Any samples around for error handling using wasErrorOnReques

OR noExtractorPatternsMatched.

they are both part of scrapeableFile, but I want to kinda check them from the piece calling the scrape original.

basically we have a script we run, which creates a session and starts it scraping. BUT along the way some pages are causing problems, and I want to run them in a loop TILL I GET VALID DATA. HELP!!!!

Any samples around for error handling using wasErrorOnReques

Hi,

If the site will occasionally (but not always) return HTTP error status codes, the simplest way to deal with that would be to increase the "Max requests per file" value found under the "Advanced" tab for your scraping session.
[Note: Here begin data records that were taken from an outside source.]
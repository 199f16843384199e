use leptos::prelude::*;
use leptos_router::components::A;
use shop_routes::prelude::*;

/// "Add {noun}" on the create route, "Edit {noun} {id}" on the `:id` route.
fn form_heading(noun: &'static str) -> impl Fn() -> String + Send + Sync + 'static {
    let id = use_entity_id().ok();
    move || match id.get() {
        Some(id) => format!("Edit {noun} {id}"),
        None => format!("Add {noun}"),
    }
}

fn detail_heading(noun: &'static str) -> impl Fn() -> String + Send + Sync + 'static {
    let id = use_entity_id();
    move || match id.get() {
        ParamValue::Value(id) => format!("{noun} {id}"),
        ParamValue::Missing | ParamValue::Invalid(_) => format!("{noun} not found"),
    }
}

#[component]
pub fn DashboardPage() -> impl IntoView {
    view! {
        <section class="dashboard">
            <h1>"Dashboard"</h1>
            <A href=AdminRoute::Orders>"Recent orders"</A>
        </section>
    }
}

#[component]
pub fn EnquiriesPage() -> impl IntoView {
    view! { <section class="enquiries"><h1>"Enquiries"</h1></section> }
}

#[component]
pub fn EnquiryPage() -> impl IntoView {
    view! {
        <section class="enquiry">
            <h1>{detail_heading("Enquiry")}</h1>
            <A href=AdminRoute::Enquiries>"Back to enquiries"</A>
        </section>
    }
}

#[component]
pub fn CouponListPage() -> impl IntoView {
    view! {
        <section class="coupon-list">
            <h1>"Coupons"</h1>
            <A href=AdminRoute::NewCoupon>"Add coupon"</A>
        </section>
    }
}

/// Create and edit share this page; the `:id` segment selects edit mode.
#[component]
pub fn CouponFormPage() -> impl IntoView {
    view! { <section class="coupon-form"><h1>{form_heading("Coupon")}</h1></section> }
}

#[component]
pub fn OrdersPage() -> impl IntoView {
    view! { <section class="orders"><h1>"Orders"</h1></section> }
}

#[component]
pub fn OrderPage() -> impl IntoView {
    view! {
        <section class="order">
            <h1>{detail_heading("Order")}</h1>
            <A href=AdminRoute::Orders>"Back to orders"</A>
        </section>
    }
}

#[component]
pub fn CustomersPage() -> impl IntoView {
    view! { <section class="customers"><h1>"Customers"</h1></section> }
}

#[component]
pub fn CategoryListPage() -> impl IntoView {
    view! {
        <section class="category-list">
            <h1>"Categories"</h1>
            <A href=AdminRoute::NewCategory>"Add category"</A>
        </section>
    }
}

#[component]
pub fn CategoryFormPage() -> impl IntoView {
    view! { <section class="category-form"><h1>{form_heading("Category")}</h1></section> }
}

#[component]
pub fn BrandListPage() -> impl IntoView {
    view! {
        <section class="brand-list">
            <h1>"Brands"</h1>
            <A href=AdminRoute::NewBrand>"Add brand"</A>
        </section>
    }
}

#[component]
pub fn BrandFormPage() -> impl IntoView {
    view! { <section class="brand-form"><h1>{form_heading("Brand")}</h1></section> }
}

#[component]
pub fn ProductListPage() -> impl IntoView {
    view! {
        <section class="product-list">
            <h1>"Products"</h1>
            <A href=AdminRoute::NewProduct>"Add product"</A>
        </section>
    }
}

#[component]
pub fn ProductFormPage() -> impl IntoView {
    view! { <section class="product-form"><h1>"Add Product"</h1></section> }
}
mod category;
mod descriptor;
mod error;
mod id;
mod params;
mod path;
mod route;
mod table;

pub use category::Category;
pub use descriptor::{Page, RouteDescriptor};
pub use error::{RouteError, TableError};
pub use id::EntityId;
pub use params::{use_entity_id, use_product_params, ParamValue, ProductRouteParams, RouteParam};
pub use path::{join_paths, parse_segments, url_segments, Params, PathPattern, Segment};
pub use route::{AdminRoute, ShopRoute, ADMIN_PREFIX};
pub use table::{shop_routes, RouteBranch, RouteMatch, RouteTable};

pub mod prelude {
    pub use super::{
        use_entity_id, use_product_params, AdminRoute, Category, EntityId, Page, ParamValue,
        RouteParam, RouteTable, ShopRoute, ToPath,
    };
}

/// Returns the canonical URL of a typed route.
pub trait ToPath {
    fn to_path(&self) -> String;
}
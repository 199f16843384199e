use leptos::children::ToChildren;
use leptos::prelude::*;
use leptos_router::components::{ParentRoute, ParentRouteProps, Routes, RoutesProps};
use leptos_router::{path, MatchNestedRoutes, ParamSegment, StaticSegment};
use shop_routes::{join_paths, Category, ADMIN_PREFIX};

use crate::guard::table_route;
use crate::layout::AdminLayout;
use crate::pages::*;
use crate::session::Session;

/// Mounts a page at a literal path under `$scope`. Whether it is guarded is
/// read from the route table entry with the same joined pattern.
macro_rules! page {
    ($scope:expr, $path:tt, $view:expr, $session:expr) => {
        table_route(&join_paths($scope, $path), path!($path), $view, $session)
    };
}

/// Renders the page matching the current location. Paths mirror
/// [`shop_routes::shop_routes`]; unmatched locations show [`NotFoundPage`].
pub fn app_routes(session: Session) -> impl IntoView {
    Routes(
        RoutesProps::builder()
            .transition(false)
            .fallback(NotFoundPage)
            .children(ToChildren::to_children(move || {
                (
                    public_routes(session),
                    category_routes(session),
                    checkout_routes(session),
                    admin_routes(session),
                )
            }))
            .build(),
    )
}

fn public_routes(session: Session) -> impl MatchNestedRoutes + Clone {
    (
        table_route("/", StaticSegment(""), HomePage, session),
        page!("/", "/login", LoginPage, session),
        page!("/", "/signup", SignupPage, session),
    )
}

fn category_pair(category: Category, session: Session) -> impl MatchNestedRoutes + Clone {
    let slug = category.slug();
    (
        table_route(
            &format!("/{slug}"),
            (StaticSegment(slug),),
            move || view! { <ProductsPage category=category /> },
            session,
        ),
        table_route(
            &format!("/{slug}/:id"),
            (StaticSegment(slug), ParamSegment("id")),
            move || view! { <ProductDetailPage category=category /> },
            session,
        ),
    )
}

fn category_routes(session: Session) -> impl MatchNestedRoutes + Clone {
    let [a, b, c, d, e, f, g, h, i] = Category::ALL.map(|category| category_pair(category, session));
    (a, b, c, d, e, f, g, h, i)
}

fn checkout_routes(session: Session) -> impl MatchNestedRoutes + Clone {
    (
        page!("/", "/cart", CartPage, session),
        page!("/", "/whishlist", WishlistPage, session),
        page!("/", "/checkout", CheckoutPage, session),
        page!("/", "/payments", PaymentsPage, session),
        page!("/", "/lastpage", OrderPlacedPage, session),
    )
}

fn admin_routes(session: Session) -> impl MatchNestedRoutes + Clone {
    ParentRoute(
        ParentRouteProps::builder()
            .path(path!("/admin"))
            .view(AdminLayout)
            .children(ToChildren::to_children(move || {
                ((
                    table_route(ADMIN_PREFIX, StaticSegment(""), DashboardPage, session),
                    page!(ADMIN_PREFIX, "/enquiries", EnquiriesPage, session),
                    page!(ADMIN_PREFIX, "/enquiries/:id", EnquiryPage, session),
                    page!(ADMIN_PREFIX, "/coupon-list", CouponListPage, session),
                    page!(ADMIN_PREFIX, "/coupon", CouponFormPage, session),
                    page!(ADMIN_PREFIX, "/coupon/:id", CouponFormPage, session),
                    page!(ADMIN_PREFIX, "/orders", OrdersPage, session),
                    page!(ADMIN_PREFIX, "/order/:id", OrderPage, session),
                    page!(ADMIN_PREFIX, "/customers", CustomersPage, session),
                ), (
                    page!(ADMIN_PREFIX, "/list-category", CategoryListPage, session),
                    page!(ADMIN_PREFIX, "/category", CategoryFormPage, session),
                    page!(ADMIN_PREFIX, "/category/:id", CategoryFormPage, session),
                    page!(ADMIN_PREFIX, "/list-brand", BrandListPage, session),
                    page!(ADMIN_PREFIX, "/brand", BrandFormPage, session),
                    page!(ADMIN_PREFIX, "/brand/:id", BrandFormPage, session),
                    page!(ADMIN_PREFIX, "/list-product", ProductListPage, session),
                    page!(ADMIN_PREFIX, "/product", ProductFormPage, session),
                ))
            }))
            .build(),
    )
}
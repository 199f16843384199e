use std::borrow::Cow;
use std::fmt;

use crate::category::Category;

/// Every page component the route table can render.
///
/// Storefront category pages carry the [`Category`] they were mounted for,
/// so one list component and one detail component serve all categories.
#[derive(Debug, Clone, Copy, PartialEq, Eq, Hash)]
pub enum Page {
    Home,
    Login,
    Signup,
    Products(Category),
    ProductDetail(Category),
    Cart,
    Checkout,
    Payments,
    LastPage,
    Wishlist,
    AdminLayout,
    Dashboard,
    Enquiries,
    ViewEnquiry,
    CouponList,
    AddCoupon,
    Orders,
    ViewOrder,
    Customers,
    CategoryList,
    AddCategory,
    BrandList,
    AddBrand,
    ProductList,
    AddProduct,
}

impl Page {
    /// The page's component name, as shown in logs and diagnostics.
    pub fn name(self) -> &'static str {
        match self {
            Self::Home => "HomePage",
            Self::Login => "LoginPage",
            Self::Signup => "SignupPage",
            Self::Products(_) => "ProductsPage",
            Self::ProductDetail(_) => "ProductDetailPage",
            Self::Cart => "CartPage",
            Self::Checkout => "CheckoutPage",
            Self::Payments => "PaymentsPage",
            Self::LastPage => "OrderPlacedPage",
            Self::Wishlist => "WishlistPage",
            Self::AdminLayout => "AdminLayout",
            Self::Dashboard => "DashboardPage",
            Self::Enquiries => "EnquiriesPage",
            Self::ViewEnquiry => "EnquiryPage",
            Self::CouponList => "CouponListPage",
            Self::AddCoupon => "CouponFormPage",
            Self::Orders => "OrdersPage",
            Self::ViewOrder => "OrderPage",
            Self::Customers => "CustomersPage",
            Self::CategoryList => "CategoryListPage",
            Self::AddCategory => "CategoryFormPage",
            Self::BrandList => "BrandListPage",
            Self::AddBrand => "BrandFormPage",
            Self::ProductList => "ProductListPage",
            Self::AddProduct => "ProductFormPage",
        }
    }
}

impl fmt::Display for Page {
    fn fmt(&self, f: &mut fmt::Formatter<'_>) -> fmt::Result {
        match self {
            Self::Products(category) | Self::ProductDetail(category) => {
                write!(f, "{}({category})", self.name())
            }
            _ => f.write_str(self.name()),
        }
    }
}

/// One node of the route table: a path relative to its parent, the page it
/// renders, whether the access guard wraps it, and its nested routes.
#[derive(Debug, Clone, PartialEq, Eq)]
pub struct RouteDescriptor {
    pub path: Cow<'static, str>,
    pub page: Page,
    pub guarded: bool,
    pub index: bool,
    pub children: Vec<RouteDescriptor>,
}

impl RouteDescriptor {
    /// A public leaf route.
    pub fn route(path: impl Into<Cow<'static, str>>, page: Page) -> Self {
        Self {
            path: path.into(),
            page,
            guarded: false,
            index: false,
            children: Vec::new(),
        }
    }

    /// A leaf route rendered behind the access guard.
    pub fn protected(path: impl Into<Cow<'static, str>>, page: Page) -> Self {
        Self {
            guarded: true,
            ..Self::route(path, page)
        }
    }

    /// The route rendered when the parent path is matched exactly.
    pub fn index(page: Page) -> Self {
        Self {
            index: true,
            ..Self::route("", page)
        }
    }

    /// A layout route whose page wraps the matched child.
    pub fn parent(
        path: impl Into<Cow<'static, str>>,
        page: Page,
        children: impl IntoIterator<Item = RouteDescriptor>,
    ) -> Self {
        Self {
            children: children.into_iter().collect(),
            ..Self::route(path, page)
        }
    }

    pub fn is_leaf(&self) -> bool {
        self.children.is_empty()
    }
}
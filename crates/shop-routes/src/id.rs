use std::fmt;
use std::str::FromStr;

use crate::error::RouteError;

/// Identifier carried in the `:id` segment of detail and edit routes.
///
/// Ids are opaque to the router but must fill exactly one path segment.
/// Empty ids are rejected, as are ids containing `/`, `?`, `#`, `%`,
/// whitespace or control characters, so a typed route always displays as a
/// URL that parses back to the same route.
#[derive(Debug, Clone, PartialEq, Eq, Hash, PartialOrd, Ord)]
pub struct EntityId(String);

impl EntityId {
    pub fn as_str(&self) -> &str {
        &self.0
    }
}

fn fits_segment(c: char) -> bool {
    !matches!(c, '/' | '?' | '#' | '%') && !c.is_whitespace() && !c.is_control()
}

impl FromStr for EntityId {
    type Err = RouteError;

    fn from_str(input: &str) -> Result<Self, Self::Err> {
        if input.is_empty() || !input.chars().all(fits_segment) {
            return Err(RouteError::InvalidId(input.to_string()));
        }
        Ok(Self(input.to_string()))
    }
}

impl From<u64> for EntityId {
    fn from(id: u64) -> Self {
        Self(id.to_string())
    }
}

impl AsRef<str> for EntityId {
    fn as_ref(&self) -> &str {
        &self.0
    }
}

impl fmt::Display for EntityId {
    fn fmt(&self, f: &mut fmt::Formatter<'_>) -> fmt::Result {
        f.write_str(&self.0)
    }
}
If the server sends anything but a 200 OK HTTP response screen-scraper will try the request again.

If you'd like to have more fine-grained control over how this works, you might use a script like the following, which more or less replicates the functionality of setting the "Max requests per file" value (with the addition of the noExtractorPatternsMatched check):

// Define the maximum number of requests we'd like to try.
MAX_REQUESTS = 5;

// Get the number of previous requests that have been made.
// If the variable hasn't yet been set we initialize it to 0.
if( session.getVariable( "NUM_REQUESTS" )==null )
{
numRequests = 0;
// We save it in a session variable so that we can reference it the next
// time around.
session.setVariable( "NUM_REQUESTS", String.valueOf( numRequests ) );
}
else
{
numRequests = Integer.parseInt( session.getVariable( "NUM_REQUESTS" ) );
}

// If there was an error and we haven't yet hit the maximum
// number of requests...
if( ( scrapeableFile.wasErrorOnRequest() || scrapeableFile.noExtractorPatternsMatched() ) && numRequests < MAX_REQUESTS )
{
// Scrape the file again and increment the maximum
// number of requests.
session.scrapeFile( "My File" );
session.addToVariable( "NUM_REQUESTS", 1 );
}
else
{
// If we successfully requested the file we can reset this
// value back to 0.
session.setVariable( "NUM_REQUESTS", "0" );
}

Kind regards,

Todd Wilson